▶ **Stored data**
=== Begin Enclosure ===

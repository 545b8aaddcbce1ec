/*!
JSON fixtures shaped like the remote and local management APIs
*/

use serde_json::{json, Map, Value};

/// Builds a node record the way the APIs serialize it.
#[derive(Debug, Clone)]
pub struct NodeBuilder {
    fields: Map<String, Value>,
}

impl NodeBuilder {
    pub fn new(id: i64, name: &str) -> Self {
        let mut fields = Map::new();
        fields.insert("id".into(), json!(id));
        fields.insert("node_name".into(), json!(name));
        Self { fields }
    }

    pub fn network(self, name: &str, secret: &str) -> Self {
        self.field("network_name", json!(name)).field("network_secret", json!(secret))
    }

    /// Connection types are upper-cased like the remote API does.
    pub fn connection(mut self, kind: &str, ip: &str, port: u16) -> Self {
        let entry = json!({"type": kind.to_uppercase(), "ip": ip, "port": port});
        match self.fields.get_mut("connections") {
            Some(Value::Array(list)) => list.push(entry),
            _ => {
                self.fields.insert("connections".into(), json!([entry]));
            }
        }
        self
    }

    pub fn email(self, email: &str) -> Self {
        self.field("user_email", json!(email))
    }

    pub fn token(self, token: &str) -> Self {
        self.field("report_token", json!(token))
    }

    pub fn tier_bandwidth(self, mbps: f64) -> Self {
        self.field("tier_bandwidth", json!(mbps))
    }

    pub fn field(mut self, key: &str, value: Value) -> Self {
        self.fields.insert(key.to_string(), value);
        self
    }

    pub fn build(self) -> Value {
        Value::Object(self.fields)
    }
}

/// `{"nodes": [...]}`
pub fn nodes_body(nodes: Vec<Value>) -> Value {
    json!({ "nodes": nodes })
}

/// `{"node": {...}}`
pub fn node_body(node: Value) -> Value {
    json!({ "node": node })
}

/// A `get_info` result as a healthy agent returns it.
pub fn get_info_result(version: &str, peers: usize) -> Value {
    let peers: Vec<Value> = (0..peers).map(|i| json!({"peer_id": i})).collect();
    json!({ "version": version, "connected_peers": peers })
}

pub fn rpc_result(id: &str, result: Value) -> Value {
    json!({"jsonrpc": "2.0", "id": id, "result": result})
}

pub fn rpc_error(id: &str, code: i64, message: &str) -> Value {
    json!({"jsonrpc": "2.0", "id": id, "error": {"code": code, "message": message}})
}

=== End Enclosure ===

▶ **Exercise goal**
Nothing but the lines with "into" should be returned, copied from the entries above.

▶ **Response to the task**
        fields.insert("id".into(), json!(id));
        fields.insert("node_name".into(), json!(name));
                self.fields.insert("connections".into(), json!([entry]));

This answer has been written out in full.